Repository for the implementation of a reinforcement learning agent for the game of Bomber Man for the subject on Machine Learning Essentials at Heidelberg University.
This project implements two reinforcement learning agents for the classic Bomberman game. The agent is designed to navigate the game board, collect coins, and compete against other agents. The goal is to develop an intelligent agent that can adapt to different game scenarios (specified in settings.py) and outperform its opponents.
The agent operates in a discrete step environment where it can perform actions such as moving, dropping bombs, or waiting. The agent learns through reinforcement learning techniques, adapting its strategy based on the game state and feedback from the environment.
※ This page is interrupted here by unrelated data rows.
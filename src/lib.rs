//! Crashwatch: failure reporting and restart supervision for long-running
//! chat bot processes.
//!
//! Every failure the process observes (panics, failed background tasks,
//! client and shard error events) is classified into a closed taxonomy,
//! given a severity and remediation hints, rendered as a report, and fanned
//! out to the console, an append-only log, and a webhook. Uncaught failures
//! additionally schedule a one-time exit so an external process manager can
//! restart the bot.
//!
//! See `DESIGN.md` for the architecture notes.

#![forbid(unsafe_code)]
#![warn(missing_docs)]

pub mod advisory;
pub mod classify;
pub mod failure;
pub mod host;
pub mod report;
pub mod severity;

pub mod dispatch;
pub mod error;
pub mod sink;
pub mod supervisor;

pub mod events;
pub mod handler;
pub mod hooks;

pub mod config;
pub mod logging;

pub use classify::{classify, FailureKind};
pub use failure::RawFailure;
pub use handler::{FailureHandler, Handled};
pub use report::{FailureSource, Report};
pub use severity::{severity, Severity};
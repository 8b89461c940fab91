//! Error types for sinks and hook registration.
//!
//! None of these ever escape the reporting pipeline: sink errors are logged
//! by the dispatcher and dropped.

/// Failure delivering a report to a sink.
#[derive(Debug, thiserror::Error)]
pub enum SinkError {
    /// Local I/O failed (file append, console write).
    #[error("sink I/O failed: {0}")]
    Io(#[from] std::io::Error),

    /// Request to the remote endpoint failed.
    #[error("webhook request failed: {0}")]
    Http(#[from] reqwest::Error),

    /// Remote endpoint answered with a non-success status.
    #[error("webhook returned non-success status {status}: {body}")]
    Status {
        /// HTTP status code.
        status: u16,
        /// Response body, truncated.
        body: String,
    },

    /// Report could not be encoded for the sink.
    #[error("failed to encode report: {0}")]
    Encode(#[from] serde_json::Error),
}

/// Failure installing the process-wide hooks.
#[derive(Debug, thiserror::Error)]
pub enum HookError {
    /// Hooks were already installed for this process.
    #[error("failure hooks are already installed")]
    AlreadyInstalled,

    /// Installation was attempted outside a tokio runtime.
    #[error("failure hooks must be installed from within a tokio runtime")]
    NoRuntime,
}
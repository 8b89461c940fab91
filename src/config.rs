//! Configuration loading for crashwatch.
//!
//! Loads `crashwatch.toml` with per-section defaults. All sections use
//! `#[serde(default)]` so a minimal or empty config file is valid, and a
//! missing file yields the defaults. Settings are static for the lifetime
//! of the process.

use std::path::{Path, PathBuf};

use anyhow::Context;
use serde::Deserialize;

/// Top-level configuration.
#[derive(Debug, Clone, Default, Deserialize)]
pub struct CrashwatchConfig {
    /// Identity shown in notifications and console banners.
    #[serde(default)]
    pub identity: IdentityConfig,

    /// Remote notification webhook.
    #[serde(default)]
    pub notifier: NotifierConfig,

    /// Append-only failure log.
    #[serde(default)]
    pub log: LogConfig,

    /// Restart supervision.
    #[serde(default)]
    pub restart: RestartConfig,

    /// Client event intake for `crashwatch start`.
    #[serde(default)]
    pub intake: IntakeConfig,

    /// Structured tracing output.
    #[serde(default)]
    pub logging: LoggingConfig,
}

/// Identity of the supervised client.
#[derive(Debug, Clone, Deserialize)]
pub struct IdentityConfig {
    /// Client tag shown in the footer and restart notice.
    #[serde(default = "default_identity_name")]
    pub name: String,

    /// Avatar image URL sent with webhook messages.
    #[serde(default)]
    pub avatar_url: Option<String>,
}

impl Default for IdentityConfig {
    fn default() -> Self {
        Self {
            name: default_identity_name(),
            avatar_url: None,
        }
    }
}

/// Remote webhook notifier settings.
#[derive(Debug, Clone, Deserialize)]
pub struct NotifierConfig {
    /// Webhook endpoint. Notifications are disabled when unset.
    #[serde(default)]
    pub webhook_url: Option<String>,

    /// Environment variable that overrides `webhook_url` when set.
    #[serde(default = "default_webhook_url_env")]
    pub webhook_url_env: String,

    /// Display name used for webhook messages.
    #[serde(default = "default_username")]
    pub username: String,

    /// Request timeout in seconds.
    #[serde(default = "default_timeout_secs")]
    pub timeout_secs: u64,
}

impl Default for NotifierConfig {
    fn default() -> Self {
        Self {
            webhook_url: None,
            webhook_url_env: default_webhook_url_env(),
            username: default_username(),
            timeout_secs: default_timeout_secs(),
        }
    }
}

/// Append-only failure log settings.
#[derive(Debug, Clone, Deserialize)]
pub struct LogConfig {
    /// Path of the failure log file.
    #[serde(default = "default_log_path")]
    pub path: PathBuf,
}

impl Default for LogConfig {
    fn default() -> Self {
        Self {
            path: default_log_path(),
        }
    }
}

/// Restart supervision settings.
#[derive(Debug, Clone, Deserialize)]
pub struct RestartConfig {
    /// Exit for an external restart after uncaught failures.
    #[serde(default = "default_true")]
    pub enabled: bool,

    /// Seconds between the restart notice and process exit.
    #[serde(default = "default_delay_secs")]
    pub delay_secs: u64,

    /// Exit code used when terminating for restart.
    #[serde(default = "default_exit_code")]
    pub exit_code: i32,
}

impl Default for RestartConfig {
    fn default() -> Self {
        Self {
            enabled: true,
            delay_secs: default_delay_secs(),
            exit_code: default_exit_code(),
        }
    }
}

/// Client event intake settings.
#[derive(Debug, Clone, Deserialize)]
pub struct IntakeConfig {
    /// Read newline-delimited JSON client events from stdin.
    #[serde(default = "default_true")]
    pub stdin: bool,

    /// Capacity of the channel between the reader and the handler.
    #[serde(default = "default_channel_buffer")]
    pub channel_buffer: usize,
}

impl Default for IntakeConfig {
    fn default() -> Self {
        Self {
            stdin: true,
            channel_buffer: default_channel_buffer(),
        }
    }
}

/// Structured tracing output settings.
#[derive(Debug, Clone, Deserialize)]
pub struct LoggingConfig {
    /// Directory for JSON tracing logs. Defaults to `~/.crashwatch/logs`.
    #[serde(default)]
    pub dir: Option<PathBuf>,

    /// Level for crashwatch's own events when `RUST_LOG` is unset.
    #[serde(default = "default_log_level")]
    pub level: String,
}

impl Default for LoggingConfig {
    fn default() -> Self {
        Self {
            dir: None,
            level: default_log_level(),
        }
    }
}

impl CrashwatchConfig {
    /// Validate that configuration values are within sane bounds.
    pub fn validate(&self) -> anyhow::Result<()> {
        if let Some(raw) = self.notifier.webhook_url.as_deref() {
            let parsed = url::Url::parse(raw)
                .with_context(|| format!("notifier.webhook_url is not a valid URL: {raw}"))?;
            anyhow::ensure!(
                parsed.scheme() == "https" || parsed.scheme() == "http",
                "notifier.webhook_url must use http or https"
            );
        }
        anyhow::ensure!(
            (1..=120).contains(&self.notifier.timeout_secs),
            "notifier.timeout_secs must be in [1, 120]"
        );
        anyhow::ensure!(
            !self.notifier.username.trim().is_empty(),
            "notifier.username must not be empty"
        );
        anyhow::ensure!(
            !self.log.path.as_os_str().is_empty(),
            "log.path must not be empty"
        );
        anyhow::ensure!(
            self.restart.delay_secs <= 300,
            "restart.delay_secs must be <= 300"
        );
        anyhow::ensure!(
            self.restart.exit_code != 0,
            "restart.exit_code must be non-zero"
        );
        anyhow::ensure!(
            (1..=4096).contains(&self.intake.channel_buffer),
            "intake.channel_buffer must be in [1, 4096]"
        );
        self.logging
            .level
            .parse::<tracing::Level>()
            .map_err(|_| anyhow::anyhow!("logging.level is not a valid level: {}", self.logging.level))?;
        Ok(())
    }

    /// Replace `notifier.webhook_url` with the value of the configured
    /// environment variable, when that variable is set and non-empty.
    pub fn apply_env_overrides(&mut self) {
        if let Ok(url) = std::env::var(&self.notifier.webhook_url_env) {
            if !url.trim().is_empty() {
                self.notifier.webhook_url = Some(url.trim().to_owned());
            }
        }
    }

    /// Resolved tracing log directory.
    ///
    /// # Errors
    ///
    /// Returns an error if no directory is configured and the home
    /// directory cannot be determined.
    pub fn logs_dir(&self) -> anyhow::Result<PathBuf> {
        match &self.logging.dir {
            Some(dir) => Ok(dir.clone()),
            None => Ok(config_dir()?.join("logs")),
        }
    }
}

/// Parse configuration from TOML text, apply environment overrides, and
/// validate.
///
/// # Errors
///
/// Returns an error if the text cannot be parsed or fails validation.
pub fn parse_config(contents: &str) -> anyhow::Result<CrashwatchConfig> {
    let mut config: CrashwatchConfig =
        toml::from_str(contents).context("failed to parse crashwatch config")?;
    config.apply_env_overrides();
    config.validate()?;
    Ok(config)
}

/// Load configuration from a TOML file. A missing file yields defaults.
///
/// # Errors
///
/// Returns an error if the file exists but cannot be read, parsed, or fails
/// validation.
pub fn load_config(path: &Path) -> anyhow::Result<CrashwatchConfig> {
    let contents = match std::fs::read_to_string(path) {
        Ok(contents) => contents,
        Err(e) if e.kind() == std::io::ErrorKind::NotFound => String::new(),
        Err(e) => {
            return Err(e)
                .with_context(|| format!("failed to read crashwatch config at {}", path.display()))
        }
    };
    parse_config(&contents).with_context(|| format!("invalid config at {}", path.display()))
}

/// Root directory for crashwatch state (`~/.crashwatch`).
///
/// # Errors
///
/// Returns an error if the home directory cannot be determined.
pub fn config_dir() -> anyhow::Result<PathBuf> {
    let home = directories::BaseDirs::new()
        .ok_or_else(|| anyhow::anyhow!("cannot determine home directory"))?;
    Ok(home.home_dir().join(".crashwatch"))
}

/// Default config file path (`~/.crashwatch/crashwatch.toml`).
///
/// # Errors
///
/// Returns an error if the home directory cannot be determined.
pub fn default_config_path() -> anyhow::Result<PathBuf> {
    Ok(config_dir()?.join("crashwatch.toml"))
}

// Default value functions for serde.

fn default_identity_name() -> String {
    "crashwatch".to_owned()
}

fn default_webhook_url_env() -> String {
    "CRASHWATCH_WEBHOOK_URL".to_owned()
}

fn default_username() -> String {
    "Crashwatch".to_owned()
}

fn default_timeout_secs() -> u64 {
    10
}

fn default_log_path() -> PathBuf {
    PathBuf::from("bot_errors.log")
}

fn default_true() -> bool {
    true
}

fn default_channel_buffer() -> usize {
    64
}

fn default_log_level() -> String {
    "info".to_owned()
}

fn default_delay_secs() -> u64 {
    5
}

fn default_exit_code() -> i32 {
    1
}
//! Tests for `src/severity.rs`.

use crashwatch::classify::FailureKind;
use crashwatch::{severity, RawFailure, Severity};

fn api_error() -> RawFailure {
    RawFailure::default().with_name("DiscordAPIError")
}

// ---------------------------------------------------------------------------
// Protocol errors
// ---------------------------------------------------------------------------

#[test]
fn protocol_error_with_server_status_is_critical() {
    for status in [500, 502, 503, 599] {
        let failure = api_error().with_status(status);
        assert_eq!(
            severity(FailureKind::ProtocolError, &failure),
            Severity::Critical,
            "status {status}"
        );
    }
}

#[test]
fn protocol_error_with_client_status_is_high() {
    for status in [400, 403, 404, 499] {
        let failure = api_error().with_status(status);
        assert_eq!(
            severity(FailureKind::ProtocolError, &failure),
            Severity::High,
            "status {status}"
        );
    }
}

#[test]
fn protocol_error_without_status_is_high() {
    assert_eq!(
        severity(FailureKind::ProtocolError, &api_error()),
        Severity::High
    );
}

#[test]
fn protocol_error_falls_back_to_http_status() {
    let failure = api_error().with_http_status(503);
    assert_eq!(
        severity(FailureKind::ProtocolError, &failure),
        Severity::Critical
    );
}

#[test]
fn status_takes_precedence_over_http_status() {
    let failure = api_error().with_status(404).with_http_status(503);
    assert_eq!(
        severity(FailureKind::ProtocolError, &failure),
        Severity::High
    );
}

// ---------------------------------------------------------------------------
// Fixed mapping
// ---------------------------------------------------------------------------

#[test]
fn fixed_mapping_for_every_other_kind() {
    let cases = [
        (FailureKind::RateLimit, Severity::Medium),
        (FailureKind::Network, Severity::High),
        (FailureKind::Database, Severity::Critical),
        (FailureKind::Permission, Severity::Medium),
        (FailureKind::Validation, Severity::Low),
        (FailureKind::Runtime, Severity::High),
        (FailureKind::Filesystem, Severity::High),
        (FailureKind::OperatingSystem, Severity::Critical),
        (FailureKind::Security, Severity::Critical),
        (FailureKind::Configuration, Severity::High),
        (FailureKind::ThirdParty, Severity::Medium),
        (FailureKind::DuplicateReplyError, Severity::Medium),
        (FailureKind::Unknown, Severity::Medium),
    ];

    for (kind, expected) in cases {
        assert_eq!(severity(kind, &RawFailure::default()), expected, "{kind}");
    }
}

#[test]
fn status_is_ignored_outside_protocol_errors() {
    let failure = RawFailure::default().with_status(503);
    assert_eq!(severity(FailureKind::RateLimit, &failure), Severity::Medium);
}

#[test]
fn severity_is_deterministic() {
    let failure = api_error().with_status(502);
    for kind in FailureKind::ALL {
        assert_eq!(severity(kind, &failure), severity(kind, &failure.clone()));
    }
}

// ---------------------------------------------------------------------------
// Ordering and labels
// ---------------------------------------------------------------------------

#[test]
fn severities_are_totally_ordered() {
    assert!(Severity::Low < Severity::Medium);
    assert!(Severity::Medium < Severity::High);
    assert!(Severity::High < Severity::Critical);

    let worst = [Severity::Medium, Severity::Critical, Severity::Low]
        .into_iter()
        .max();
    assert_eq!(worst, Some(Severity::Critical));
}

#[test]
fn severity_serializes_lowercase() {
    let json = serde_json::to_string(&Severity::Critical).expect("serialize");
    assert_eq!(json, "\"critical\"");
    assert_eq!(Severity::Medium.to_string(), "medium");
}

#[test]
fn severity_colors_are_distinct() {
    let mut colors: Vec<u32> = [
        Severity::Low,
        Severity::Medium,
        Severity::High,
        Severity::Critical,
    ]
    .iter()
    .map(|s| s.color())
    .collect();
    colors.sort_unstable();
    colors.dedup();
    assert_eq!(colors.len(), 4);
    assert_eq!(Severity::Critical.color(), 0xFF00FF);
}
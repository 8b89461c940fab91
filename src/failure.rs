//! Raw failure values as observed by the host process.
//!
//! A [`RawFailure`] is a bag of optional attributes. The host runtime, the
//! chat client library, and filesystem calls each fill in whatever they
//! know; the classifier only ever looks at attribute presence and values.

use std::backtrace::Backtrace;
use std::fmt::{self, Write as _};
use std::io;
use std::panic::PanicHookInfo;

use serde::{Deserialize, Serialize};

/// Well-known failure names produced by the host runtime and client library.
pub mod names {
    /// Interaction was already acknowledged or replied to.
    pub const ALREADY_REPLIED: &str = "InteractionAlreadyRepliedError";
    /// Remote chat API rejected the call.
    pub const API_ERROR: &str = "DiscordAPIError";
    /// Client library hit a rate limit bucket.
    pub const RATE_LIMIT: &str = "RateLimitError";
    /// Database driver failures.
    pub const DATABASE: &[&str] = &["SequelizeError", "MongoError"];
    /// Missing permission.
    pub const PERMISSION: &str = "PermissionError";
    /// Input validation failure.
    pub const VALIDATION: &str = "ValidationError";
    /// Value of the wrong type.
    pub const TYPE_ERROR: &str = "TypeError";
    /// Operating system level failure.
    pub const SYSTEM: &str = "SystemError";
    /// Security policy violation.
    pub const SECURITY: &str = "SecurityError";
    /// Bad or missing configuration.
    pub const CONFIGURATION: &str = "ConfigurationError";
    /// Failure inside a third-party integration.
    pub const THIRD_PARTY: &str = "ThirdPartyError";
}

/// Conventional error codes carried in [`RawFailure::code`].
pub mod codes {
    /// Connection reset by peer.
    pub const CONNECTION_RESET: &str = "ECONNRESET";
    /// Connection refused.
    pub const CONNECTION_REFUSED: &str = "ECONNREFUSED";
    /// No such file or directory.
    pub const NOT_FOUND: &str = "ENOENT";
    /// Access denied.
    pub const ACCESS_DENIED: &str = "EACCES";
}

/// A failure value with optional attributes.
///
/// Immutable once handed to the pipeline; every stage takes it by reference.
#[derive(Debug, Clone, Default, PartialEq, Serialize, Deserialize)]
pub struct RawFailure {
    /// Error class name (e.g. `"RateLimitError"`).
    #[serde(default)]
    pub name: Option<String>,
    /// Human-readable message.
    #[serde(default)]
    pub message: Option<String>,
    /// Machine-readable code (e.g. `"ENOENT"`).
    #[serde(default)]
    pub code: Option<String>,
    /// Remote status reported by the client library.
    #[serde(default)]
    pub status: Option<u16>,
    /// HTTP status of the failed request.
    #[serde(default)]
    pub http_status: Option<u16>,
    /// HTTP method of the failed request.
    #[serde(default)]
    pub method: Option<String>,
    /// Request path of the failed request.
    #[serde(default)]
    pub path: Option<String>,
    /// Source file the failure was raised in.
    #[serde(default)]
    pub file_name: Option<String>,
    /// Source line the failure was raised at.
    #[serde(default)]
    pub line_number: Option<u32>,
    /// Request payload that accompanied the failed call.
    #[serde(default)]
    pub request_data: Option<serde_json::Value>,
    /// Captured stack trace or cause chain.
    #[serde(default)]
    pub stack: Option<String>,
}

impl RawFailure {
    /// A generic error object: a message plus a captured stack.
    pub fn error(message: impl Into<String>) -> Self {
        Self {
            message: Some(message.into()),
            stack: Some(Backtrace::force_capture().to_string()),
            ..Self::default()
        }
    }

    /// Convert any Rust error, rendering its source chain as the stack.
    ///
    /// A [`RawFailure`] used as an error is passed through unchanged and an
    /// [`io::Error`] goes through [`RawFailure::from_io_error`].
    pub fn from_error(err: &(dyn std::error::Error + 'static)) -> Self {
        if let Some(failure) = err.downcast_ref::<RawFailure>() {
            return failure.clone();
        }
        if let Some(io_err) = err.downcast_ref::<io::Error>() {
            return Self::from_io_error(io_err);
        }

        let message = err.to_string();
        let mut stack = message.clone();
        let mut source = err.source();
        while let Some(cause) = source {
            let _ = write!(stack, "\n    caused by: {cause}");
            source = cause.source();
        }
        Self {
            message: Some(message),
            stack: Some(stack),
            ..Self::default()
        }
    }

    /// Convert an [`anyhow::Error`], looking through context layers for a
    /// typed failure before falling back to the rendered chain.
    pub fn from_anyhow(err: &anyhow::Error) -> Self {
        if let Some(failure) = err.downcast_ref::<RawFailure>() {
            return failure.clone();
        }
        if let Some(io_err) = err.downcast_ref::<io::Error>() {
            return Self::from_io_error(io_err).with_message(err.to_string());
        }
        Self::from_error(err.as_ref())
    }

    /// Convert an I/O error, keeping only its message and conventional code.
    ///
    /// No stack is attached, so the failure reaches the code-based rules.
    pub fn from_io_error(err: &io::Error) -> Self {
        Self {
            message: Some(err.to_string()),
            code: io_error_code(err.kind()).map(str::to_owned),
            ..Self::default()
        }
    }

    /// Build a failure from a panic observed by the process-wide hook.
    ///
    /// Typed payloads raised with [`std::panic::panic_any`] keep their
    /// attributes: a [`RawFailure`] is used as is (plus the panic location
    /// when it has none) and an [`io::Error`] keeps its code. String payloads
    /// become a message with a captured stack.
    pub fn from_panic(info: &PanicHookInfo<'_>) -> Self {
        let payload = info.payload();

        let mut failure = if let Some(failure) = payload.downcast_ref::<RawFailure>() {
            failure.clone()
        } else if let Some(io_err) = payload.downcast_ref::<io::Error>() {
            Self::from_io_error(io_err)
        } else {
            let message = if let Some(s) = payload.downcast_ref::<&str>() {
                (*s).to_owned()
            } else if let Some(s) = payload.downcast_ref::<String>() {
                s.clone()
            } else {
                "panic with non-string payload".to_owned()
            };
            Self {
                message: Some(message),
                stack: Some(Backtrace::force_capture().to_string()),
                ..Self::default()
            }
        };

        if failure.file_name.is_none() {
            if let Some(location) = info.location() {
                failure.file_name = Some(location.file().to_owned());
                failure.line_number = Some(location.line());
            }
        }
        failure
    }

    /// Set the error class name.
    pub fn with_name(mut self, name: impl Into<String>) -> Self {
        self.name = Some(name.into());
        self
    }

    /// Set the message.
    pub fn with_message(mut self, message: impl Into<String>) -> Self {
        self.message = Some(message.into());
        self
    }

    /// Set the error code.
    pub fn with_code(mut self, code: impl Into<String>) -> Self {
        self.code = Some(code.into());
        self
    }

    /// Set the remote status.
    pub fn with_status(mut self, status: u16) -> Self {
        self.status = Some(status);
        self
    }

    /// Set the HTTP status.
    pub fn with_http_status(mut self, status: u16) -> Self {
        self.http_status = Some(status);
        self
    }

    /// Set the request method and path.
    pub fn with_request(mut self, method: impl Into<String>, path: impl Into<String>) -> Self {
        self.method = Some(method.into());
        self.path = Some(path.into());
        self
    }

    /// Set the request payload.
    pub fn with_request_data(mut self, data: serde_json::Value) -> Self {
        self.request_data = Some(data);
        self
    }

    /// Set the source location.
    pub fn with_location(mut self, file_name: impl Into<String>, line_number: u32) -> Self {
        self.file_name = Some(file_name.into());
        self.line_number = Some(line_number);
        self
    }

    /// Set the stack trace.
    pub fn with_stack(mut self, stack: impl Into<String>) -> Self {
        self.stack = Some(stack.into());
        self
    }

    /// Whether the name equals `expected`.
    pub fn has_name(&self, expected: &str) -> bool {
        self.name.as_deref() == Some(expected)
    }

    /// Whether the code is one of `expected`.
    pub fn has_code_in(&self, expected: &[&str]) -> bool {
        self.code
            .as_deref()
            .is_some_and(|code| expected.contains(&code))
    }

    /// Stack trace if present, otherwise the message.
    pub fn stack_or_message(&self) -> Option<&str> {
        self.stack.as_deref().or(self.message.as_deref())
    }

    /// Short one-line description for console headlines.
    pub fn summary(&self) -> &str {
        self.message
            .as_deref()
            .or(self.name.as_deref())
            .or(self.code.as_deref())
            .unwrap_or("<no message>")
    }
}

impl fmt::Display for RawFailure {
    fn fmt(&self, f: &mut fmt::Formatter<'_>) -> fmt::Result {
        match (self.name.as_deref(), self.message.as_deref()) {
            (Some(name), Some(message)) => write!(f, "{name}: {message}"),
            _ => f.write_str(self.summary()),
        }
    }
}

impl std::error::Error for RawFailure {}

/// Map an [`io::ErrorKind`] to its conventional code.
fn io_error_code(kind: io::ErrorKind) -> Option<&'static str> {
    match kind {
        io::ErrorKind::NotFound => Some(codes::NOT_FOUND),
        io::ErrorKind::PermissionDenied => Some(codes::ACCESS_DENIED),
        io::ErrorKind::ConnectionReset => Some(codes::CONNECTION_RESET),
        io::ErrorKind::ConnectionRefused => Some(codes::CONNECTION_REFUSED),
        _ => None,
    }
}
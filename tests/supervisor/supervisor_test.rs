//! Tests for the once-only restart timer.

use std::sync::{Arc, Barrier};
use std::time::Duration;

use crashwatch::config::RestartConfig;
use crashwatch::report::build;
use crashwatch::supervisor::{RestartDecision, RestartState, RestartSupervisor, Terminator};
use crashwatch::{FailureSource, RawFailure, Report};

use super::support::{captured_console, fixed_host, restart_config, CountingTerminator};

fn uncaught() -> Report {
    build(
        FailureSource::UncaughtException,
        &RawFailure::error("fatal"),
        fixed_host(),
    )
}

fn supervisor(config: &RestartConfig) -> (RestartSupervisor, Arc<CountingTerminator>) {
    let terminator = Arc::new(CountingTerminator::default());
    let supervisor = RestartSupervisor::with_terminator(
        config,
        "testbot#0001",
        terminator.clone() as Arc<dyn Terminator>,
    );
    (supervisor, terminator)
}

#[tokio::test(start_paused = true)]
async fn terminates_once_after_delay() {
    let (supervisor, terminator) = supervisor(&restart_config(5));

    assert_eq!(supervisor.state(), RestartState::Idle);
    assert_eq!(supervisor.maybe_restart(&uncaught()), RestartDecision::Scheduled);
    assert_eq!(supervisor.state(), RestartState::Scheduled);

    tokio::time::sleep(Duration::from_secs(4)).await;
    assert_eq!(terminator.calls(), 0, "must not exit before the delay");

    tokio::time::sleep(Duration::from_secs(2)).await;
    tokio::task::yield_now().await;
    assert_eq!(terminator.calls(), 1);
    assert_eq!(terminator.codes(), vec![1]);
}

#[tokio::test(start_paused = true)]
async fn second_trigger_is_suppressed() {
    let (supervisor, terminator) = supervisor(&restart_config(5));

    assert_eq!(supervisor.maybe_restart(&uncaught()), RestartDecision::Scheduled);
    assert_eq!(supervisor.maybe_restart(&uncaught()), RestartDecision::Suppressed);
    assert_eq!(supervisor.maybe_restart(&uncaught()), RestartDecision::Suppressed);

    tokio::time::sleep(Duration::from_secs(30)).await;
    tokio::task::yield_now().await;
    assert_eq!(terminator.calls(), 1);
}

#[tokio::test(start_paused = true)]
async fn disabled_supervisor_never_terminates() {
    let config = RestartConfig {
        enabled: false,
        ..restart_config(5)
    };
    let (supervisor, terminator) = supervisor(&config);

    assert_eq!(supervisor.maybe_restart(&uncaught()), RestartDecision::Disabled);
    assert_eq!(supervisor.state(), RestartState::Idle);

    tokio::time::sleep(Duration::from_secs(30)).await;
    assert_eq!(terminator.calls(), 0);
}

#[tokio::test(start_paused = true)]
async fn custom_exit_code_is_used() {
    let config = RestartConfig {
        exit_code: 75,
        ..restart_config(1)
    };
    let (supervisor, terminator) = supervisor(&config);

    supervisor.maybe_restart(&uncaught());
    tokio::time::sleep(Duration::from_secs(2)).await;
    tokio::task::yield_now().await;
    assert_eq!(terminator.codes(), vec![75]);
}

#[tokio::test]
async fn restart_notice_goes_to_console() {
    let (console, out, err) = captured_console();
    let (supervisor, _terminator) = supervisor(&restart_config(5));
    let supervisor = supervisor.with_console(console);

    supervisor.maybe_restart(&uncaught());
    supervisor.maybe_restart(&uncaught());

    let printed = out.contents();
    assert_eq!(printed.matches("Restarting testbot#0001 in 5 seconds...").count(), 1);
    assert!(err.contents().is_empty());
}

#[test]
fn concurrent_triggers_schedule_exactly_once() {
    let (supervisor, terminator) = supervisor(&restart_config(0));
    let supervisor = Arc::new(supervisor);
    let report = Arc::new(uncaught());
    let barrier = Arc::new(Barrier::new(8));

    let threads: Vec<_> = (0..8)
        .map(|_| {
            let supervisor = Arc::clone(&supervisor);
            let report = Arc::clone(&report);
            let barrier = Arc::clone(&barrier);
            std::thread::spawn(move || {
                barrier.wait();
                supervisor.maybe_restart(&report)
            })
        })
        .collect();

    let decisions: Vec<RestartDecision> = threads
        .into_iter()
        .map(|t| t.join().expect("thread panicked"))
        .collect();

    let scheduled = decisions
        .iter()
        .filter(|d| **d == RestartDecision::Scheduled)
        .count();
    assert_eq!(scheduled, 1);
    assert_eq!(decisions.len() - scheduled, 7);

    // Without a runtime the timer runs on a plain thread.
    for _ in 0..200 {
        if terminator.calls() > 0 {
            break;
        }
        std::thread::sleep(Duration::from_millis(10));
    }
    assert_eq!(terminator.calls(), 1);
}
Our first agent (deep q-learning) presented for our project can be found in branch qdeepleaning -> agent_code/DALBomber/ Our second agent (q-learning) presented four our project can be found in branch qlearning -> agent_code/my_agent/
The Q-table of our q-learning agents can be found on: https://heibox.uni-heidelberg.de/d/57a78fe6abda48378ec6/. Additional files to reproduce graphs as well.
The agent interacts with the game environment through a series of callbacks. These callbacks handle the setup, action decisions, and event logging during the game. Key functions include:
setup(self)
: Initializes the agent before the first round.act(self, game_state)
: Determines the best action based on the current game state.state_to_features(self, game_state)
: Creates a feature vector for our state representation. Different implementations have been discussed in our final report.During training, various events are logged to provide feedback for the agent's learning process. Events include actions taken, coins collected, and opponents eliminated.
To run the project, use the following command line instructions:
# To play the game
python main.py play
# To run in training mode
python main.py my_agent --train 1 --n-rounds 10000
# To save a replay of the game
python main.py replay <stored-replay>
# To skip frames for faster execution
python main.py --skip-frames
# To run without GUI for efficient training
python main.py --no-gui
Requirements
Python 3.7 or higher
Required libraries specified in requirements.txt
Hardware Requirements
Processor: AMD Ryzen 5 2600 or equivalent
RAM: Minimum 8 GB
GPU: Recommended for deep learning (NVIDIA preferred)
Installation
Clone the repository:
git clone https://github.com/anacarsi/ss24_ReinforcementLearning_BomberMan.git
cd bomberman-rl-agent
Install the required libraries:
pip install -r requirements.txt
Usage
After installation, you can start training your agent or playing the game using the command line instructions provided above. Customize your agent's behavior by modifying the callbacks.py file.
Contributing
Contributions are welcome! Please fork the repository and submit a pull request with your changes.
License
This project is licensed under the MIT License. See the LICENSE file for details.